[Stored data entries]
........

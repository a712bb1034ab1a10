//! Safe-zone counter-risk.

use safety_score_models::{GeoPoint, SafeZone};

use crate::distance::haversine_distance;

/// Best safe-zone boost at `point`, with the zone responsible.
///
/// A zone gives its full boost at the center, falling linearly to zero at
/// its radius. Boosts from overlapping zones do not accumulate.
#[must_use]
pub fn safety_boost<'a>(point: GeoPoint, zones: &'a [SafeZone]) -> (f64, Option<&'a SafeZone>) {
    let mut best = 0.0;
    let mut protecting = None;

    for zone in zones {
        let distance = haversine_distance(point, zone.center());
        if distance > zone.radius_m {
            continue;
        }

        let boost = zone.safety_boost * (1.0 - distance / zone.radius_m);
        if boost > best {
            best = boost;
            protecting = Some(zone);
        }
    }

    (best, protecting)
}

#[cfg(test)]
mod tests {
    use super::*;

    fn zone(name: &str, radius_m: f64, safety_boost: f64) -> SafeZone {
        SafeZone {
            name: name.to_string(),
            latitude: 28.6143,
            longitude: 77.1994,
            radius_m,
            safety_boost,
        }
    }

    #[test]
    fn full_boost_at_center() {
        let zones = vec![zone("Rashtrapati_Bhavan", 1500.0, 0.6)];
        let (boost, protecting) = safety_boost(zones[0].center(), &zones);
        assert!((boost - 0.6).abs() < 1e-12);
        assert_eq!(protecting.map(|z| z.name.as_str()), Some("Rashtrapati_Bhavan"));
    }

    #[test]
    fn zero_outside_radius() {
        let zones = vec![zone("Rashtrapati_Bhavan", 1500.0, 0.6)];
        // ~2.2 km north
        let point = GeoPoint::new(28.6343, 77.1994);
        let (boost, protecting) = safety_boost(point, &zones);
        assert!(boost.abs() < f64::EPSILON);
        assert!(protecting.is_none());
    }

    #[test]
    fn falls_off_linearly() {
        let zones = vec![zone("Rashtrapati_Bhavan", 2000.0, 0.6)];
        let center = zones[0].center();
        let half_way = GeoPoint::new(
            center.latitude + (1000.0 / crate::distance::EARTH_RADIUS_M).to_degrees(),
            center.longitude,
        );
        let (boost, _) = safety_boost(half_way, &zones);
        assert!((boost - 0.3).abs() < 1e-6, "boost {boost}");
    }

    #[test]
    fn best_zone_wins_without_accumulating() {
        let zones = vec![zone("Small", 500.0, 0.3), zone("Large", 1500.0, 0.6)];
        let (boost, protecting) = safety_boost(zones[0].center(), &zones);
        assert!((boost - 0.6).abs() < 1e-12);
        assert_eq!(protecting.map(|z| z.name.as_str()), Some("Large"));
    }
}
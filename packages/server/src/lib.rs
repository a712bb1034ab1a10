#![cfg_attr(feature = "fail-on-warnings", deny(warnings))]
#![warn(clippy::all, clippy::pedantic, clippy::nursery, clippy::cargo)]
#![allow(clippy::multiple_crate_versions, clippy::cargo_common_metadata)]

//! Actix-Web API server for the safety score engine.
//!
//! Parses the comma-separated `review` payload, fills in the service's
//! default environmental flags when the tables' composition policy reads
//! them, and scores the point with a shared,
//! immutable [`RiskEngine`]. Handlers never lock: the engine is read-only
//! for the lifetime of the process.

pub mod config;
mod handlers;
pub mod review;

use actix_cors::Cors;
use actix_web::{App, HttpServer, middleware, web};
use safety_score::{RiskEngine, TableError};
use safety_score_models::EnvironmentalFlags;
use thiserror::Error;

pub use crate::config::{ScoringDefaults, ServerConfig};

/// Errors that can occur while starting the server.
#[derive(Debug, Error)]
pub enum ServerError {
    /// Risk tables failed to load.
    #[error("Risk table error: {0}")]
    Tables(#[from] TableError),

    /// Binding or running the HTTP server failed.
    #[error("Server I/O error: {0}")]
    Io(#[from] std::io::Error),
}

/// Shared application state.
pub struct AppState {
    /// Scoring engine over the static risk tables.
    pub engine: RiskEngine,
    /// Environmental flags assumed for requests when the engine's
    /// composition policy reads them.
    pub defaults: ScoringDefaults,
}

impl AppState {
    /// Pairs an engine with scoring defaults.
    ///
    /// Logs a warning when `SAFETY_DEFAULT_*` variables are set but the
    /// engine's composition policy ignores environmental flags.
    #[must_use]
    pub fn new(engine: RiskEngine, defaults: ScoringDefaults) -> Self {
        if !engine.uses_environment() {
            let overrides = ScoringDefaults::overrides_in_env();
            if !overrides.is_empty() {
                log::warn!(
                    "{} ignored: '{}' composition does not use environmental flags",
                    overrides.join(", "),
                    engine.tables().composition,
                );
            }
        }

        Self { engine, defaults }
    }

    /// Loads the engine and scoring defaults from the environment.
    ///
    /// # Errors
    ///
    /// Returns an error if `SAFETY_TABLES_PATH` names tables that cannot be
    /// loaded.
    pub fn from_env() -> Result<Self, TableError> {
        Ok(Self::new(RiskEngine::from_env()?, ScoringDefaults::from_env()))
    }

    /// Flags to attach to a request, or `None` when the composition policy
    /// would not read them.
    #[must_use]
    pub const fn environment(&self) -> Option<EnvironmentalFlags> {
        if self.engine.uses_environment() {
            Some(self.defaults.environment)
        } else {
            None
        }
    }
}

/// Registers every route and the JSON extractor config.
pub fn configure(cfg: &mut web::ServiceConfig) {
    cfg.app_data(web::JsonConfig::default().error_handler(handlers::json_error))
        .route("/sentiment_score", web::post().to(handlers::sentiment_score))
        .service(
            web::scope("/api")
                .route("/health", web::get().to(handlers::health))
                .route("/hotspots", web::get().to(handlers::hotspots))
                .route("/safe-zones", web::get().to(handlers::safe_zones))
                .route("/safety/breakdown", web::post().to(handlers::breakdown)),
        );
}

/// Starts the safety score API server.
///
/// This is a regular async function; the caller provides the runtime
/// (e.g. via `#[actix_web::main]`) and initializes logging.
///
/// # Errors
///
/// Returns an error if the HTTP server fails to bind or encounters a
/// runtime error.
#[allow(clippy::future_not_send)]
pub async fn run_server(config: ServerConfig, state: AppState) -> Result<(), ServerError> {
    let state = web::Data::new(state);
    let ServerConfig { bind_addr, port } = config;

    log::info!("Starting server on {bind_addr}:{port}");

    HttpServer::new(move || {
        let cors = Cors::permissive();

        App::new()
            .wrap(cors)
            .wrap(middleware::Logger::default())
            .app_data(state.clone())
            .configure(configure)
    })
    .bind((bind_addr, port))?
    .run()
    .await?;

    Ok(())
}
//! Server configuration read from the environment.

use safety_score_models::EnvironmentalFlags;

/// Default bind address.
pub const DEFAULT_BIND_ADDR: &str = "127.0.0.1";
/// Default port.
pub const DEFAULT_PORT: u16 = 8080;

/// Where the HTTP server listens.
#[derive(Debug, Clone, PartialEq, Eq)]
pub struct ServerConfig {
    /// Address to bind (`BIND_ADDR`).
    pub bind_addr: String,
    /// Port to bind (`PORT`).
    pub port: u16,
}

impl Default for ServerConfig {
    fn default() -> Self {
        Self {
            bind_addr: DEFAULT_BIND_ADDR.to_string(),
            port: DEFAULT_PORT,
        }
    }
}

impl ServerConfig {
    /// Reads `BIND_ADDR` and `PORT`, falling back to the defaults.
    #[must_use]
    pub fn from_env() -> Self {
        let bind_addr =
            std::env::var("BIND_ADDR").unwrap_or_else(|_| DEFAULT_BIND_ADDR.to_string());
        let port: u16 = std::env::var("PORT")
            .ok()
            .and_then(|p| p.parse().ok())
            .unwrap_or(DEFAULT_PORT);

        Self { bind_addr, port }
    }
}

/// Environmental flags the service assumes for requests that cannot
/// describe their surroundings.
///
/// This is caller policy: the engine itself never assumes any flags.
#[derive(Debug, Clone, Copy, PartialEq, Eq)]
pub struct ScoringDefaults {
    /// Flags attached to every request.
    pub environment: EnvironmentalFlags,
}

impl Default for ScoringDefaults {
    fn default() -> Self {
        Self {
            environment: EnvironmentalFlags {
                is_crowded: true,
                has_streetlights: true,
                is_near_police: false,
                is_public_transport: true,
            },
        }
    }
}

/// Environment variables that override [`ScoringDefaults`].
pub const SCORING_DEFAULT_VARS: [&str; 4] = [
    "SAFETY_DEFAULT_CROWDED",
    "SAFETY_DEFAULT_STREETLIGHTS",
    "SAFETY_DEFAULT_NEAR_POLICE",
    "SAFETY_DEFAULT_PUBLIC_TRANSPORT",
];

impl ScoringDefaults {
    /// Reads `SAFETY_DEFAULT_*` overrides on top of [`Self::default`].
    ///
    /// Unparseable values are ignored with a warning.
    #[must_use]
    pub fn from_env() -> Self {
        let mut defaults = Self::default();
        let env = &mut defaults.environment;

        env.is_crowded = bool_var("SAFETY_DEFAULT_CROWDED").unwrap_or(env.is_crowded);
        env.has_streetlights =
            bool_var("SAFETY_DEFAULT_STREETLIGHTS").unwrap_or(env.has_streetlights);
        env.is_near_police = bool_var("SAFETY_DEFAULT_NEAR_POLICE").unwrap_or(env.is_near_police);
        env.is_public_transport =
            bool_var("SAFETY_DEFAULT_PUBLIC_TRANSPORT").unwrap_or(env.is_public_transport);

        defaults
    }

    /// Names of the `SAFETY_DEFAULT_*` variables set in the environment.
    #[must_use]
    pub fn overrides_in_env() -> Vec<&'static str> {
        SCORING_DEFAULT_VARS
            .into_iter()
            .filter(|name| std::env::var_os(name).is_some())
            .collect()
    }
}

fn bool_var(name: &str) -> Option<bool> {
    let value = std::env::var(name).ok()?;
    let parsed = parse_bool(&value);
    if parsed.is_none() {
        log::warn!("Ignoring {name}={value}: expected true/false");
    }
    parsed
}

fn parse_bool(value: &str) -> Option<bool> {
    match value.trim().to_ascii_lowercase().as_str() {
        "1" | "true" | "yes" | "on" => Some(true),
        "0" | "false" | "no" | "off" => Some(false),
        _ => None,
    }
}
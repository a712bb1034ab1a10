#![cfg_attr(feature = "fail-on-warnings", deny(warnings))]
#![warn(clippy::all, clippy::pedantic, clippy::nursery, clippy::cargo)]
#![allow(clippy::multiple_crate_versions, clippy::cargo_common_metadata)]

//! Command-line entry point for the safety score toolchain.
//!
//! Scores a single point from the terminal, prints the loaded risk tables,
//! or starts the HTTP server.

use std::path::PathBuf;

use clap::{Args, Parser, Subcommand};
use safety_score::{RiskEngine, RiskTables};
use safety_score_models::{CompositionPolicy, DecayShape, EnvironmentalFlags, RiskInputs};
use safety_score_server::{AppState, ScoringDefaults, ServerConfig};

#[derive(Parser)]
#[command(name = "safety_score", about = "Geospatial safety scoring")]
struct Cli {
    /// Risk tables TOML (defaults to `SAFETY_TABLES_PATH` or the embedded
    /// Delhi tables)
    #[arg(long, global = true)]
    tables: Option<PathBuf>,

    #[command(subcommand)]
    command: Commands,
}

#[derive(Subcommand)]
enum Commands {
    /// Score a single point and hour
    Score(ScoreArgs),
    /// Print the loaded hotspots, safe zones and time windows
    Tables,
    /// Start the HTTP server
    Serve {
        /// Bind address (defaults to `BIND_ADDR` or 127.0.0.1)
        #[arg(long)]
        bind: Option<String>,
        /// Port (defaults to `PORT` or 8080)
        #[arg(long)]
        port: Option<u16>,
    },
}

#[derive(Args)]
struct ScoreArgs {
    /// Latitude in decimal degrees
    #[arg(long, allow_hyphen_values = true)]
    lat: f64,
    /// Longitude in decimal degrees
    #[arg(long, allow_hyphen_values = true)]
    lon: f64,
    /// Hour of day (normalized modulo 24)
    #[arg(long, allow_hyphen_values = true)]
    hour: f64,
    /// The area is crowded
    #[arg(long)]
    crowded: bool,
    /// The area has no street lighting
    #[arg(long)]
    unlit: bool,
    /// Police are nearby
    #[arg(long)]
    near_police: bool,
    /// Public transport is nearby
    #[arg(long)]
    public_transport: bool,
    /// Override the tables' composition policy
    #[arg(long)]
    policy: Option<CompositionPolicy>,
    /// Override the tables' decay shape
    #[arg(long)]
    decay: Option<DecayShape>,
    /// Print the breakdown as JSON
    #[arg(long)]
    json: bool,
}

impl ScoreArgs {
    /// Applies `--policy` and `--decay` to the loaded tables.
    fn apply_overrides(&self, tables: &mut RiskTables) {
        if let Some(policy) = self.policy {
            tables.composition = policy;
        }
        if let Some(decay) = self.decay {
            tables.decay = decay;
        }
    }

    const fn environment(&self) -> EnvironmentalFlags {
        EnvironmentalFlags {
            is_crowded: self.crowded,
            has_streetlights: !self.unlit,
            is_near_police: self.near_police,
            is_public_transport: self.public_transport,
        }
    }

    const fn any_flag_set(&self) -> bool {
        self.crowded || self.unlit || self.near_police || self.public_transport
    }

    /// Engine inputs for this point. Flags are attached only when `engine`
    /// reads them; otherwise passing any flag logs a warning.
    fn risk_inputs(&self, engine: &RiskEngine) -> RiskInputs {
        let inputs = RiskInputs::new(self.lat, self.lon, self.hour);

        if engine.uses_environment() {
            inputs.with_environment(self.environment())
        } else {
            if self.any_flag_set() {
                log::warn!(
                    "Environmental flags ignored: '{}' composition does not use them \
                     (pass --policy environmental_additive)",
                    engine.tables().composition
                );
            }
            inputs
        }
    }
}

#[actix_web::main]
async fn main() -> Result<(), Box<dyn std::error::Error>> {
    pretty_env_logger::init_custom_env("RUST_LOG");
    let cli = Cli::parse();

    let tables = match &cli.tables {
        Some(path) => RiskTables::from_path(path)?,
        None => RiskTables::from_env()?,
    };

    match cli.command {
        Commands::Score(args) => {
            let mut tables = tables;
            args.apply_overrides(&mut tables);
            let engine = RiskEngine::new(tables)?;

            let inputs = args.risk_inputs(&engine);
            let breakdown = engine.assess(&inputs);

            if args.json {
                println!("{}", serde_json::to_string_pretty(&breakdown)?);
            } else {
                println!("Score:          {:.2} ({})", breakdown.score, breakdown.band);
                println!(
                    "Location risk:  {:.3}{}",
                    breakdown.location_risk,
                    breakdown
                        .dominant_hotspot
                        .as_deref()
                        .map(|h| format!(" ({h})"))
                        .unwrap_or_default()
                );
                println!("Time risk:      {:.3}", breakdown.time_risk);
                println!(
                    "Safety boost:   {:.3}{}",
                    breakdown.safety_boost,
                    breakdown
                        .protecting_zone
                        .as_deref()
                        .map(|z| format!(" ({z})"))
                        .unwrap_or_default()
                );
                println!("Environment:    {:+.3}", breakdown.environmental_adjustment);
                println!("Total risk:     {:.3}", breakdown.total_risk);
            }
        }
        Commands::Tables => print_tables(&RiskEngine::new(tables)?),
        Commands::Serve { bind, port } => {
            let engine = RiskEngine::new(tables)?;
            let mut config = ServerConfig::from_env();
            if let Some(bind) = bind {
                config.bind_addr = bind;
            }
            if let Some(port) = port {
                config.port = port;
            }

            let state = AppState::new(engine, ScoringDefaults::from_env());
            safety_score_server::run_server(config, state).await?;
        }
    }

    Ok(())
}

fn print_tables(engine: &RiskEngine) {
    let tables = engine.tables();

    println!(
        "Tables '{}': core radius {} m, max risk distance {} m, {} decay, {} composition",
        tables.name,
        tables.hotspot_radius_m,
        tables.max_risk_distance_m,
        tables.decay,
        tables.composition
    );

    println!();
    println!("Hotspots:");
    for hotspot in engine.hotspots() {
        println!(
            "  {:<24} ({:.4}, {:.4})  weight {:.2}",
            hotspot.name, hotspot.latitude, hotspot.longitude, hotspot.risk_weight
        );
    }

    println!();
    println!("Safe zones:");
    for zone in engine.safe_zones() {
        println!(
            "  {:<32} ({:.4}, {:.4})  radius {:>6.0} m  boost {:.2}",
            zone.name, zone.latitude, zone.longitude, zone.radius_m, zone.safety_boost
        );
    }

    println!();
    println!("Time windows (default risk {:.2}):", tables.default_time_risk);
    for window in &tables.time_windows {
        println!(
            "  {:<14} {:02}:00-{:02}:00  risk {:.2}",
            window.label.as_deref().unwrap_or("-"),
            window.start_hour,
            window.end_hour,
            window.risk
        );
    }
}

#[cfg(test)]
mod tests {
    use super::*;

    fn score_args(extra: &[&str]) -> ScoreArgs {
        let mut argv = vec![
            "safety_score",
            "score",
            "--lat",
            "28.6469",
            "--lon",
            "77.3164",
            "--hour",
            "23",
        ];
        argv.extend_from_slice(extra);

        match Cli::try_parse_from(argv).unwrap().command {
            Commands::Score(args) => args,
            _ => panic!("expected the score subcommand"),
        }
    }

    #[test]
    fn unlit_clears_streetlights() {
        let flags = score_args(&["--unlit", "--near-police"]).environment();
        assert!(!flags.has_streetlights);
        assert!(flags.is_near_police);
        assert!(!flags.is_crowded);
        assert!(!flags.is_public_transport);

        let flags = score_args(&[]).environment();
        assert!(flags.has_streetlights);
    }

    #[test]
    fn policy_and_decay_override_tables() {
        let args = score_args(&["--policy", "environmental_additive", "--decay", "exponential"]);
        let mut tables = RiskTables::embedded();
        args.apply_overrides(&mut tables);
        assert_eq!(tables.composition, CompositionPolicy::EnvironmentalAdditive);
        assert_eq!(tables.decay, DecayShape::Exponential);

        let mut tables = RiskTables::embedded();
        score_args(&[]).apply_overrides(&mut tables);
        assert_eq!(tables.composition, CompositionPolicy::BoostMultiplicative);
        assert_eq!(tables.decay, DecayShape::Linear);
    }

    #[test]
    fn rejects_unknown_policy() {
        let result = Cli::try_parse_from([
            "safety_score",
            "score",
            "--lat",
            "0",
            "--lon",
            "0",
            "--hour",
            "0",
            "--policy",
            "loudest_wins",
        ]);
        assert!(result.is_err());
    }

    #[test]
    fn accepts_negative_coordinates_and_hours() {
        let args = match Cli::try_parse_from([
            "safety_score",
            "score",
            "--lat",
            "-33.86",
            "--lon",
            "-151.2",
            "--hour",
            "-1",
        ])
        .unwrap()
        .command
        {
            Commands::Score(args) => args,
            _ => panic!("expected the score subcommand"),
        };
        assert!((args.lat + 33.86).abs() < f64::EPSILON);
        assert!((args.lon + 151.2).abs() < f64::EPSILON);
        assert!((args.hour + 1.0).abs() < f64::EPSILON);
    }

    #[test]
    fn flags_only_reach_engines_that_read_them() {
        let args = score_args(&["--crowded", "--unlit"]);

        let inputs = args.risk_inputs(&RiskEngine::embedded());
        assert_eq!(inputs.environment, None);

        let mut tables = RiskTables::embedded();
        tables.composition = CompositionPolicy::EnvironmentalAdditive;
        let inputs = args.risk_inputs(&RiskEngine::new(tables).unwrap());
        assert_eq!(inputs.environment, Some(args.environment()));
    }

    #[test]
    fn global_tables_flag_after_subcommand() {
        let cli = Cli::try_parse_from(["safety_score", "tables", "--tables", "custom.toml"]).unwrap();
        assert_eq!(cli.tables, Some(PathBuf::from("custom.toml")));
        assert!(matches!(cli.command, Commands::Tables));
    }
}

........

# The problem:
When the string "PathBuf" appears in a line of the records above, that line is to be copied.

# Result for this exercise:
use std::path::PathBuf;
    tables: Option<PathBuf>,
        assert_eq!(cli.tables, Some(PathBuf::from("custom.toml")));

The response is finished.